I lost all my aunts & uncles for her. My favourite uncle died & I didn't even get the chance to say goodbye because she told everyone she had told me of the funeral details, only she didn't. They all think I just didn't turn up. That hurts, not because of her, but because she never allowed me to say goodbye & pay respects.

thatisall · 23/04/2012 04:07

she sods 'wicked' too :-( I think whats upsetting me about her siblings the most is its my favourite uncle she is trying to turn and he in turn is now at the throat of the one Auntie who has stuck up for me, even turning up at the eleventh hour as I was upset that my mum didn't even call or come round on my wedding morning.

I feel like I ought to set the record straight for the good and brave Auntie

OP posts:
Thumbwitch · 23/04/2012 04:10

She sounds foul. I'd get rid of her completely. If your DD wants to see her, can you arrange it via one of your siblings, or will they be involved in the cutting out as well?

Mind you, I'd think twice about letting your DD see her again as well - not only does she run the risk of being hurt herself, but you run the risk of your mother using her against you as well - trying to turn her against you, I mean.

Your DD may be of an age where you could explain a little of why you won't be talking to grandma any more - I don't know, it would depend on her maturity and understanding.

thatisall · 23/04/2012 04:50

She is very mature...but sometimes that makes things worse as she's a worrier and reads into things. I just have this horrible fear that she will grow up and think...because everyone hates Mummy, I don't get to see anybody.

OP posts:
ItsAroundHereSomewhere · 23/04/2012 09:30

My grandpa was toxic but my mum kept him in our lives because she thought he'd be different with me. He wasn't and he did and said some truly awful things. He died when I was 20 and mum has since apologised to me and said she should have kept him away.

This woman isn't your mum, she's just the person who gave birth to you.

And I really feel the world would be a simpler place without fecking Facebook! sod what she says bout you, anyone who really knows you will know the truth and the others aren't worth the worry.

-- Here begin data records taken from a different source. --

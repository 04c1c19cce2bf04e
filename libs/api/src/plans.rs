//! Plan API.

use std::collections::BTreeMap;

use serde::Serialize;

use crate::client::HttpClient;
use crate::error::Result;
use crate::manager::Manager;
use crate::marshal::PatchOp;
use crate::models::{Plan, Ref};

fn plan_path(id: Option<&str>) -> String {
    match id {
        Some(id) => format!("/v2/plans/{id}"),
        None => "/v2/plans".to_string(),
    }
}

#[derive(Debug, Serialize)]
struct CreatePlanRequest<'a> {
    name: &'a str,
    #[serde(skip_serializing_if = "Option::is_none")]
    description: Option<&'a str>,
}

#[derive(Debug, Serialize)]
struct AddRoleRequest<'a> {
    uuid: &'a str,
}

/// Operations on deployment plans.
#[derive(Debug, Clone)]
pub struct PlanApi {
    manager: Manager<Plan>,
}

impl PlanApi {
    pub fn new(client: HttpClient) -> Self {
        Self {
            manager: Manager::new(client, "plan", plan_path),
        }
    }

    /// Create a plan. A duplicate name surfaces as [`crate::Error::Conflict`].
    pub async fn create(&self, name: &str, description: Option<&str>) -> Result<Option<Plan>> {
        self.manager
            .create(&CreatePlanRequest { name, description })
            .await
    }

    pub async fn list(&self) -> Result<Vec<Plan>> {
        self.manager.list().await
    }

    pub async fn get(&self, uuid: &str) -> Result<Option<Plan>> {
        self.manager.get(uuid).await
    }

    /// Apply a list of patch operations to a plan.
    pub async fn patch(&self, uuid: &str, ops: &[PatchOp]) -> Result<Option<Plan>> {
        self.manager.patch(uuid, &ops).await
    }

    pub async fn delete(&self, uuid: &str) -> Result<()> {
        self.manager.delete(uuid).await
    }

    /// Fetch the plan's template files as a name-to-content mapping.
    pub async fn templates(&self, uuid: &str) -> Result<BTreeMap<String, String>> {
        let path = format!("{}/templates", self.manager.single_path(uuid)?);
        self.manager.client().get(&path).await
    }

    /// Add a role to a plan; the service replies with the updated plan.
    pub async fn add_role(&self, plan: Ref<'_, Plan>, role_uuid: &str) -> Result<Option<Plan>> {
        let path = format!("{}/roles", self.manager.single_path(plan.id())?);
        self.manager
            .client()
            .post(&path, &AddRoleRequest { uuid: role_uuid })
            .await
    }

    /// Remove a role from a plan; the service replies with the updated plan.
    pub async fn remove_role(&self, plan: Ref<'_, Plan>, role_uuid: &str) -> Result<Option<Plan>> {
        let path = format!("{}/roles/{role_uuid}", self.manager.single_path(plan.id())?);
        self.manager.client().delete_returning(&path).await
    }
}

#[cfg(test)]
mod tests {
    use super::*;

    #[test]
    fn plan_paths_follow_the_collection_id_convention() {
        assert_eq!(plan_path(None), "/v2/plans");
        assert_eq!(plan_path(Some("u1")), "/v2/plans/u1");
    }
}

She was a terrible mother. Don't give her the opportunity to be a terrible grandparent. Especially if she's marrying an abusive alcoholic! If she thinks it's your responsibility to take your ddtosee her then she isn't truly interested anyway is she?

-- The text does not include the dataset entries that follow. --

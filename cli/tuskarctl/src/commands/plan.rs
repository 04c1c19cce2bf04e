//! Plan commands.

use std::fs;
use std::path::PathBuf;

use anyhow::Result;
use clap::{Args, Subcommand};
use serde::Serialize;
use tabled::Tabled;
use tuskar_api::marshal;
use tuskar_api::models::{Plan, Ref};

use crate::error::command_error;
use crate::output::{self, PropertyRow};

use super::CommandContext;

/// Plan commands.
#[derive(Debug, Args)]
pub struct PlanCommand {
    #[command(subcommand)]
    command: PlanSubcommand,
}

#[derive(Debug, Subcommand)]
enum PlanSubcommand {
    /// Create a deployment plan.
    Create(CreatePlanArgs),

    /// Delete a deployment plan.
    Delete(PlanUuidArgs),

    /// List the deployment plans.
    List,

    /// Update a plan's parameters, flavors and scale counts.
    Set(SetPlanArgs),

    /// Show a deployment plan.
    Show(ShowPlanArgs),

    /// Add a role to a plan.
    AddRole(PlanRoleArgs),

    /// Remove a role from a plan.
    RemoveRole(PlanRoleArgs),

    /// Download a plan's template files into a directory.
    Download(DownloadPlanArgs),
}

#[derive(Debug, Args)]
struct CreatePlanArgs {
    /// Name of the plan being created.
    name: String,

    /// A textual description of the plan.
    #[arg(short = 'd', long)]
    description: Option<String>,
}

#[derive(Debug, Args)]
struct PlanUuidArgs {
    /// The UUID of the plan.
    plan_uuid: String,
}

#[derive(Debug, Args)]
struct SetPlanArgs {
    /// The UUID of the plan being updated.
    plan_uuid: String,

    /// Set a parameter in the plan. Can be specified multiple times.
    #[arg(short = 'P', long = "parameter", value_name = "KEY1=VALUE1")]
    parameters: Vec<String>,

    /// Set the flavor for a role in the plan. Can be specified multiple
    /// times.
    #[arg(short = 'F', long = "flavor", value_name = "ROLE=FLAVOR")]
    flavors: Vec<String>,

    /// Set the scale count for a role in the plan. Can be specified multiple
    /// times.
    #[arg(short = 'S', long = "scale", value_name = "ROLE=SCALE-COUNT")]
    scales: Vec<String>,
}

#[derive(Debug, Args)]
struct ShowPlanArgs {
    /// The UUID of the plan to show.
    plan_uuid: String,

    /// Display full plan details, including parameters.
    #[arg(long)]
    long: bool,
}

#[derive(Debug, Args)]
struct PlanRoleArgs {
    /// The UUID of the plan.
    plan_uuid: String,

    /// The UUID of the role.
    role_uuid: String,
}

#[derive(Debug, Args)]
struct DownloadPlanArgs {
    /// The UUID of the plan to download.
    plan_uuid: String,

    /// Directory to write template files into. It will be created if it does
    /// not exist and any existing contents will be removed.
    #[arg(short = 'O', long = "output-dir", value_name = "OUTPUT DIR")]
    output_dir: PathBuf,
}

impl PlanCommand {
    pub async fn run(self, ctx: CommandContext) -> Result<()> {
        match self.command {
            PlanSubcommand::Create(args) => create_plan(ctx, args).await,
            PlanSubcommand::Delete(args) => delete_plan(ctx, args).await,
            PlanSubcommand::List => list_plans(ctx).await,
            PlanSubcommand::Set(args) => set_plan(ctx, args).await,
            PlanSubcommand::Show(args) => show_plan(ctx, args).await,
            PlanSubcommand::AddRole(args) => add_role(ctx, args).await,
            PlanSubcommand::RemoveRole(args) => remove_role(ctx, args).await,
            PlanSubcommand::Download(args) => download_plan(ctx, args).await,
        }
    }
}

#[derive(Debug, Serialize, Tabled)]
struct PlanRow {
    #[tabled(rename = "UUID")]
    uuid: String,
    #[tabled(rename = "Name")]
    name: String,
    #[tabled(rename = "Description")]
    description: String,
    #[tabled(rename = "Roles")]
    roles: String,
}

/// Create a plan and print its details.
async fn create_plan(ctx: CommandContext, args: CreatePlanArgs) -> Result<()> {
    let plan = match ctx
        .client
        .plans
        .create(&args.name, args.description.as_deref())
        .await
    {
        Err(tuskar_api::Error::Conflict(_)) => {
            return Err(command_error(format!(
                "Plan with name \"{}\" already exists.",
                args.name
            )));
        }
        other => other?,
    }
    .ok_or_else(|| anyhow::anyhow!("service returned no plan body"))?;

    output::print_plan(&plan, true, ctx.format);
    Ok(())
}

async fn delete_plan(ctx: CommandContext, args: PlanUuidArgs) -> Result<()> {
    ctx.client.plans.delete(&args.plan_uuid).await?;
    output::print_success(&format!("Deleted plan {}.", args.plan_uuid));
    Ok(())
}

async fn list_plans(ctx: CommandContext) -> Result<()> {
    let plans = ctx.client.plans.list().await?;
    let rows: Vec<PlanRow> = plans
        .iter()
        .map(|plan| PlanRow {
            uuid: plan.uuid.clone(),
            name: plan.name.clone(),
            description: plan.description.clone().unwrap_or_default(),
            roles: output::roles_formatter(&plan.roles),
        })
        .collect();
    output::print_list(&rows, ctx.format);
    Ok(())
}

/// Update plan parameters, flavors and scale counts via a patch request.
async fn set_plan(ctx: CommandContext, args: SetPlanArgs) -> Result<()> {
    let plan = require_plan(&ctx, &args.plan_uuid).await?;

    let mut patch = Vec::new();
    patch.extend(marshal::parameters_to_patch(&args.parameters).map_err(into_command_error)?);
    patch.extend(
        marshal::role_args_to_patch(&args.flavors, &plan.roles, "flavor")
            .map_err(into_command_error)?,
    );
    patch.extend(
        marshal::role_args_to_patch(&args.scales, &plan.roles, "count")
            .map_err(into_command_error)?,
    );

    let plan = if patch.is_empty() {
        eprintln!(
            "WARNING: No valid arguments passed. No update operation has been performed."
        );
        plan
    } else {
        ctx.client
            .plans
            .patch(&args.plan_uuid, &patch)
            .await?
            .unwrap_or(plan)
    };

    output::print_plan(&plan, true, ctx.format);
    Ok(())
}

async fn show_plan(ctx: CommandContext, args: ShowPlanArgs) -> Result<()> {
    let plan = require_plan(&ctx, &args.plan_uuid).await?;
    output::print_plan(&plan, args.long, ctx.format);
    Ok(())
}

async fn add_role(ctx: CommandContext, args: PlanRoleArgs) -> Result<()> {
    let plan = ctx
        .client
        .plans
        .add_role(Ref::Id(&args.plan_uuid), &args.role_uuid)
        .await?
        .ok_or_else(|| anyhow::anyhow!("service returned no plan body"))?;
    print_plan_role_counts(&plan, ctx.format);
    Ok(())
}

async fn remove_role(ctx: CommandContext, args: PlanRoleArgs) -> Result<()> {
    let plan = ctx
        .client
        .plans
        .remove_role(Ref::Id(&args.plan_uuid), &args.role_uuid)
        .await?
        .ok_or_else(|| anyhow::anyhow!("service returned no plan body"))?;
    print_plan_role_counts(&plan, ctx.format);
    Ok(())
}

/// Download the plan's templates, replacing the output directory.
async fn download_plan(ctx: CommandContext, args: DownloadPlanArgs) -> Result<()> {
    let templates = ctx.client.plans.templates(&args.plan_uuid).await?;

    let output_dir = &args.output_dir;
    if output_dir.is_dir() {
        fs::remove_dir_all(output_dir)?;
    }
    fs::create_dir_all(output_dir)?;

    println!("The following templates will be written:");
    for (template_name, template_content) in &templates {
        let filename = output_dir.join(template_name);
        // Template names may carry directory components.
        if let Some(parent) = filename.parent() {
            fs::create_dir_all(parent)?;
        }
        fs::write(&filename, template_content)?;
        println!("{}", filename.display());
    }

    Ok(())
}

async fn require_plan(ctx: &CommandContext, uuid: &str) -> Result<Plan> {
    ctx.client
        .plans
        .get(uuid)
        .await?
        .ok_or_else(|| command_error(format!("Plan not found: {uuid}")))
}

fn into_command_error(err: tuskar_api::Error) -> anyhow::Error {
    match err {
        user_facing @ (tuskar_api::Error::RoleNotFound(_)
        | tuskar_api::Error::MalformedPair(_)
        | tuskar_api::Error::InvalidCount { .. }) => command_error(user_facing.to_string()),
        other => other.into(),
    }
}

/// Print a plan after a role membership change: parameters are reduced to
/// the per-role count entries.
fn print_plan_role_counts(plan: &Plan, format: output::OutputFormat) {
    if let output::OutputFormat::Json = format {
        output::print_json(plan);
        return;
    }

    let counts: Vec<_> = plan
        .parameters
        .iter()
        .filter(|parameter| parameter.name.ends_with("::count"))
        .cloned()
        .collect();

    output::print_properties(vec![
        PropertyRow::new("uuid", &plan.uuid),
        PropertyRow::new("name", &plan.name),
        PropertyRow::new("description", plan.description.as_deref().unwrap_or("")),
        PropertyRow::new("roles", output::roles_formatter(&plan.roles)),
        PropertyRow::new("parameters", output::parameters_formatter(&counts)),
    ]);
}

You are doing the right thing cutting her out, you are just doubting yourself because it's causing upset amongst your family. It will pass you know. Stay strong.

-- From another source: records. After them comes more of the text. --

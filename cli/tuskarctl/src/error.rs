//! Error handling and display for the CLI.

use colored::Colorize;
use thiserror::Error;

/// A known, user-facing command failure (bad input, missing configuration,
/// conflicts). Printed without a stack trace and without a failure exit code.
#[derive(Debug, Error)]
#[error("{0}")]
pub struct CommandError(pub String);

/// Build an `anyhow` error wrapping a [`CommandError`].
pub fn command_error(message: impl Into<String>) -> anyhow::Error {
    CommandError(message.into()).into()
}

/// Whether the error is a known command error.
pub fn is_command_error(err: &anyhow::Error) -> bool {
    err.downcast_ref::<CommandError>().is_some()
}

/// Print an error in a user-friendly format.
pub fn print_error(err: &anyhow::Error) {
    if is_command_error(err) {
        eprintln!("{err}");
        return;
    }

    eprintln!("{} {}", "Error:".red().bold(), err);

    if let Some(api_err) = err.downcast_ref::<tuskar_api::Error>() {
        match api_err {
            tuskar_api::Error::Unauthorized => {
                eprintln!(
                    "\n{}",
                    "Hint: Check --os-auth-token or your username/password.".yellow()
                );
            }
            tuskar_api::Error::Network(_) => {
                eprintln!(
                    "\n{}",
                    "Hint: Check your network connection and the service endpoint.".yellow()
                );
            }
            _ => {}
        }
    }
}

#[cfg(test)]
mod tests {
    use super::*;

    #[test]
    fn command_errors_are_recognized_through_anyhow() {
        let err = command_error("You must provide username");
        assert!(is_command_error(&err));
        assert_eq!(err.to_string(), "You must provide username");

        let other = anyhow::anyhow!("boom");
        assert!(!is_command_error(&other));
    }
}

TheSockPuppet · 23/04/2012 09:36

I cut my mother out of my life and it was the best decision I ever made Smile

BettySwollocksandaCrustyRack · 23/04/2012 09:36

I have lost my mum and yes I would do anything to have her back BUT only because she was a bloody fabulous mum!

Your mum sounds toxic and obviously brings you down - she doesnt give anything to your relationship anyway so yes, cut her off and just see if it makes you feel better.

Dont feel guilty - you do what you have to do so be strong and stick with it....ultimately I am sure it will be the best decision .

Good luck!

TheSockPuppet · 23/04/2012 09:39

It took her a couple of years but my mum also turned all of my family against me too by spreading lies about me and playing the victim. None of them talk to me now. It hurt a lot (and still does sometimes) but I stand by my decision to not have her in my life and it is definitely for the best.

BeingFluffy · 23/04/2012 09:43

OP you are doing the right thing - you have suffered enough, do not inflict it on your own children. I cut my mother and stepfather out of mine and my teenage childrens lives a year ago after a long campaign of their abusive behaviour against me and my husband. It has been difficult, it is like going through a bereavement, but we could not put up with it any longer. My mother still has contact with my sister who lives overseas so that is the only way I know if she is alive or dead, but I hear nothing about her day to day life and my sister refuses to pass on any information about me. My children miss not having grandparents but having been present at the incident which finally led to the estrangement, which also left them extremely upset, they are very understanding.